## DATASET RECORDS
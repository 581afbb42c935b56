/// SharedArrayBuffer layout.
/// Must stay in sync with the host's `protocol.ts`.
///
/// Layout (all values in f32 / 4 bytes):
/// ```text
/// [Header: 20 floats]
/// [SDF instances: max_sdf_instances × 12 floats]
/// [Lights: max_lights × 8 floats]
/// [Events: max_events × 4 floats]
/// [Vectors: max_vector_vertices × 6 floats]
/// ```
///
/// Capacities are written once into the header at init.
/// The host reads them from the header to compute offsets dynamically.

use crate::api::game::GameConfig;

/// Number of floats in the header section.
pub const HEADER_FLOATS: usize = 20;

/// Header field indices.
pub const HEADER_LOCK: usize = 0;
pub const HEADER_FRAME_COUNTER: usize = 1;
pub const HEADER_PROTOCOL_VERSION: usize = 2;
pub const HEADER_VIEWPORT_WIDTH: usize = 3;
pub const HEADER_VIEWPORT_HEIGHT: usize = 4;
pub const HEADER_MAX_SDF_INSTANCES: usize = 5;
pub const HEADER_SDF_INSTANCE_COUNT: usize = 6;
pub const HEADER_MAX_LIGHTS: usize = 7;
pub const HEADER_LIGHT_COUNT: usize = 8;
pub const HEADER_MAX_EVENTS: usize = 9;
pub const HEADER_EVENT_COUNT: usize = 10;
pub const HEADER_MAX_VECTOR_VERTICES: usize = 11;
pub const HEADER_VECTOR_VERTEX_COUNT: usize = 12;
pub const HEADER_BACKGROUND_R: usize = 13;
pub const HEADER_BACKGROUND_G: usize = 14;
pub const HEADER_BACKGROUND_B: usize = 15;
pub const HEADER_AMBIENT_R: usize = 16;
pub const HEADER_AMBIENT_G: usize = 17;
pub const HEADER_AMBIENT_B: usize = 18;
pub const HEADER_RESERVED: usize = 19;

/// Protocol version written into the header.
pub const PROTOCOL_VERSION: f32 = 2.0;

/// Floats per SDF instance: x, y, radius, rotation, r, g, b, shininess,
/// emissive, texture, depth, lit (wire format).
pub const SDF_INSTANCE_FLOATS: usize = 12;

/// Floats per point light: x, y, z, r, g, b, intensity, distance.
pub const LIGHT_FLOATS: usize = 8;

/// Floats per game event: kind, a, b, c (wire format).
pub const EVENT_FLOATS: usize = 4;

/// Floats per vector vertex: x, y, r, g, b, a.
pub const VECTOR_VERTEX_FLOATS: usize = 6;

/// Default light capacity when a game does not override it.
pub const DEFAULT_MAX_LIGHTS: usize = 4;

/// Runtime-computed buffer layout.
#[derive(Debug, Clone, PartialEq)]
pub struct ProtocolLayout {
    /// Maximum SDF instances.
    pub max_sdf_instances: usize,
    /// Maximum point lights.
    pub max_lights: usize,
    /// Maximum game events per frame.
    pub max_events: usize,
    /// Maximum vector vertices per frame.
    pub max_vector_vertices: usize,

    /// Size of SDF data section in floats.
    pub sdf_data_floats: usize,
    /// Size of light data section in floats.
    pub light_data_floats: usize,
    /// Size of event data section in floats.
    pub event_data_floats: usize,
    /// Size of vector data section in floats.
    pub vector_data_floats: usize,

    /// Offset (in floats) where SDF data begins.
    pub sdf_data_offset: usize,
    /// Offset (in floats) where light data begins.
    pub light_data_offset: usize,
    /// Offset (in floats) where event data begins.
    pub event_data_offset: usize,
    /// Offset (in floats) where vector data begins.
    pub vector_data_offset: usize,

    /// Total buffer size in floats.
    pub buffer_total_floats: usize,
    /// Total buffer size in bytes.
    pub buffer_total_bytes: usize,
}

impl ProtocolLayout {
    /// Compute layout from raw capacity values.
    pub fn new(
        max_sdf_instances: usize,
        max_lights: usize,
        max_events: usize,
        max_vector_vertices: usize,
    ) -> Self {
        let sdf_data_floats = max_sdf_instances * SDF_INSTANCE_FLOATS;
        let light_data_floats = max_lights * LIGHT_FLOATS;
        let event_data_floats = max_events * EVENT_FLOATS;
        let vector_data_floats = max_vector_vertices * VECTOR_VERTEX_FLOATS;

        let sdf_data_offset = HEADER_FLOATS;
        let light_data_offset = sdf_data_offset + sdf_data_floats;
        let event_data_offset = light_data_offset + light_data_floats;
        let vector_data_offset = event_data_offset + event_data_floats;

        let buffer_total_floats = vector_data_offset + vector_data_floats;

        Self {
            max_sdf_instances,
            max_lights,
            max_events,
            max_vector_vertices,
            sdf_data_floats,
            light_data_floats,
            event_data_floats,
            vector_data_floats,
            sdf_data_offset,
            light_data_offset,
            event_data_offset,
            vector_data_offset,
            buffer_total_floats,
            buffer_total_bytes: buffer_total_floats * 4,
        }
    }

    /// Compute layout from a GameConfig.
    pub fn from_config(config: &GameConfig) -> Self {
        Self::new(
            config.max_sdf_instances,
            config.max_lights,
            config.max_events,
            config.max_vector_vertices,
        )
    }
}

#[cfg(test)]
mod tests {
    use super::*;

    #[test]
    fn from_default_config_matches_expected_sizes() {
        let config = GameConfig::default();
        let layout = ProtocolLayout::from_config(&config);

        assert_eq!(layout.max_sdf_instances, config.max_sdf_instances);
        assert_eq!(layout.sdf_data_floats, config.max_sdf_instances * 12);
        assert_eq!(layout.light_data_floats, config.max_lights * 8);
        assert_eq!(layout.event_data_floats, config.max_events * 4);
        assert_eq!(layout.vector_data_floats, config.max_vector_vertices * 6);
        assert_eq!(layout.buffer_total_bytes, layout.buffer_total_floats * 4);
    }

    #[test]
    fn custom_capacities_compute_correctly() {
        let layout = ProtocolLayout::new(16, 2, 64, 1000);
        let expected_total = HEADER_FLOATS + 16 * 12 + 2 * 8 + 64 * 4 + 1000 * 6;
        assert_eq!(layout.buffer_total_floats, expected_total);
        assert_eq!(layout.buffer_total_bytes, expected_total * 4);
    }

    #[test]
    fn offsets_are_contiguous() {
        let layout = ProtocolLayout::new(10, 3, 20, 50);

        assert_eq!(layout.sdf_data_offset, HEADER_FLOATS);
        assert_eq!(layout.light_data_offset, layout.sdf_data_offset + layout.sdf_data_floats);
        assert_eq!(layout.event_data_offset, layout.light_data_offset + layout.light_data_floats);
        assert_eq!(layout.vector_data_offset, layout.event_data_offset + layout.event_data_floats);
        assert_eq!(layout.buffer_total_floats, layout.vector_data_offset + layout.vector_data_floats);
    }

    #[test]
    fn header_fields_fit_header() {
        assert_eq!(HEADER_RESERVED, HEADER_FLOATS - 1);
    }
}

## WORK ITEM
What you should produce is an exact copy of the records above.

## REPLY TO THE TASK
repository 581afbb42c935b56
/// SharedArrayBuffer layout.
/// Must stay in sync with the host's `protocol.ts`.
///
/// Layout (all values in f32 / 4 bytes):
/// ```text
/// [Header: 20 floats]
/// [SDF instances: max_sdf_instances × 12 floats]
/// [Lights: max_lights × 8 floats]
/// [Events: max_events × 4 floats]
/// [Vectors: max_vector_vertices × 6 floats]
/// ```
///
/// Capacities are written once into the header at init.
/// The host reads them from the header to compute offsets dynamically.

use crate::api::game::GameConfig;

/// Number of floats in the header section.
pub const HEADER_FLOATS: usize = 20;

/// Header field indices.
pub const HEADER_LOCK: usize = 0;
pub const HEADER_FRAME_COUNTER: usize = 1;
pub const HEADER_PROTOCOL_VERSION: usize = 2;
pub const HEADER_VIEWPORT_WIDTH: usize = 3;
pub const HEADER_VIEWPORT_HEIGHT: usize = 4;
pub const HEADER_MAX_SDF_INSTANCES: usize = 5;
pub const HEADER_SDF_INSTANCE_COUNT: usize = 6;
pub const HEADER_MAX_LIGHTS: usize = 7;
pub const HEADER_LIGHT_COUNT: usize = 8;
pub const HEADER_MAX_EVENTS: usize = 9;
pub const HEADER_EVENT_COUNT: usize = 10;
pub const HEADER_MAX_VECTOR_VERTICES: usize = 11;
pub const HEADER_VECTOR_VERTEX_COUNT: usize = 12;
pub const HEADER_BACKGROUND_R: usize = 13;
pub const HEADER_BACKGROUND_G: usize = 14;
pub const HEADER_BACKGROUND_B: usize = 15;
pub const HEADER_AMBIENT_R: usize = 16;
pub const HEADER_AMBIENT_G: usize = 17;
pub const HEADER_AMBIENT_B: usize = 18;
pub const HEADER_RESERVED: usize = 19;

/// Protocol version written into the header.
pub const PROTOCOL_VERSION: f32 = 2.0;

/// Floats per SDF instance: x, y, radius, rotation, r, g, b, shininess,
/// emissive, texture, depth, lit (wire format).
pub const SDF_INSTANCE_FLOATS: usize = 12;

/// Floats per point light: x, y, z, r, g, b, intensity, distance.
pub const LIGHT_FLOATS: usize = 8;

/// Floats per game event: kind, a, b, c (wire format).
pub const EVENT_FLOATS: usize = 4;

/// Floats per vector vertex: x, y, r, g, b, a.
pub const VECTOR_VERTEX_FLOATS: usize = 6;

/// Default light capacity when a game does not override it.
pub const DEFAULT_MAX_LIGHTS: usize = 4;

/// Runtime-computed buffer layout.
#[derive(Debug, Clone, PartialEq)]
pub struct ProtocolLayout {
    /// Maximum SDF instances.
    pub max_sdf_instances: usize,
    /// Maximum point lights.
    pub max_lights: usize,
    /// Maximum game events per frame.
    pub max_events: usize,
    /// Maximum vector vertices per frame.
    pub max_vector_vertices: usize,

    /// Size of SDF data section in floats.
    pub sdf_data_floats: usize,
    /// Size of light data section in floats.
    pub light_data_floats: usize,
    /// Size of event data section in floats.
    pub event_data_floats: usize,
    /// Size of vector data section in floats.
    pub vector_data_floats: usize,

    /// Offset (in floats) where SDF data begins.
    pub sdf_data_offset: usize,
    /// Offset (in floats) where light data begins.
    pub light_data_offset: usize,
    /// Offset (in floats) where event data begins.
    pub event_data_offset: usize,
    /// Offset (in floats) where vector data begins.
    pub vector_data_offset: usize,

    /// Total buffer size in floats.
    pub buffer_total_floats: usize,
    /// Total buffer size in bytes.
    pub buffer_total_bytes: usize,
}

impl ProtocolLayout {
    /// Compute layout from raw capacity values.
    pub fn new(
        max_sdf_instances: usize,
        max_lights: usize,
        max_events: usize,
        max_vector_vertices: usize,
    ) -> Self {
        let sdf_data_floats = max_sdf_instances * SDF_INSTANCE_FLOATS;
        let light_data_floats = max_lights * LIGHT_FLOATS;
        let event_data_floats = max_events * EVENT_FLOATS;
        let vector_data_floats = max_vector_vertices * VECTOR_VERTEX_FLOATS;

        let sdf_data_offset = HEADER_FLOATS;
        let light_data_offset = sdf_data_offset + sdf_data_floats;
        let event_data_offset = light_data_offset + light_data_floats;
        let vector_data_offset = event_data_offset + event_data_floats;

        let buffer_total_floats = vector_data_offset + vector_data_floats;

        Self {
            max_sdf_instances,
            max_lights,
            max_events,
            max_vector_vertices,
            sdf_data_floats,
            light_data_floats,
            event_data_floats,
            vector_data_floats,
            sdf_data_offset,
            light_data_offset,
            event_data_offset,
            vector_data_offset,
            buffer_total_floats,
            buffer_total_bytes: buffer_total_floats * 4,
        }
    }

    /// Compute layout from a GameConfig.
    pub fn from_config(config: &GameConfig) -> Self {
        Self::new(
            config.max_sdf_instances,
            config.max_lights,
            config.max_events,
            config.max_vector_vertices,
        )
    }
}

#[cfg(test)]
mod tests {
    use super::*;

    #[test]
    fn from_default_config_matches_expected_sizes() {
        let config = GameConfig::default();
        let layout = ProtocolLayout::from_config(&config);

        assert_eq!(layout.max_sdf_instances, config.max_sdf_instances);
        assert_eq!(layout.sdf_data_floats, config.max_sdf_instances * 12);
        assert_eq!(layout.light_data_floats, config.max_lights * 8);
        assert_eq!(layout.event_data_floats, config.max_events * 4);
        assert_eq!(layout.vector_data_floats, config.max_vector_vertices * 6);
        assert_eq!(layout.buffer_total_bytes, layout.buffer_total_floats * 4);
    }

    #[test]
    fn custom_capacities_compute_correctly() {
        let layout = ProtocolLayout::new(16, 2, 64, 1000);
        let expected_total = HEADER_FLOATS + 16 * 12 + 2 * 8 + 64 * 4 + 1000 * 6;
        assert_eq!(layout.buffer_total_floats, expected_total);
        assert_eq!(layout.buffer_total_bytes, expected_total * 4);
    }

    #[test]
    fn offsets_are_contiguous() {
        let layout = ProtocolLayout::new(10, 3, 20, 50);

        assert_eq!(layout.sdf_data_offset, HEADER_FLOATS);
        assert_eq!(layout.light_data_offset, layout.sdf_data_offset + layout.sdf_data_floats);
        assert_eq!(layout.event_data_offset, layout.light_data_offset + layout.light_data_floats);
        assert_eq!(layout.vector_data_offset, layout.event_data_offset + layout.event_data_floats);
        assert_eq!(layout.buffer_total_floats, layout.vector_data_offset + layout.vector_data_floats);
    }

    #[test]
    fn header_fields_fit_header() {
        assert_eq!(HEADER_RESERVED, HEADER_FLOATS - 1);
    }
}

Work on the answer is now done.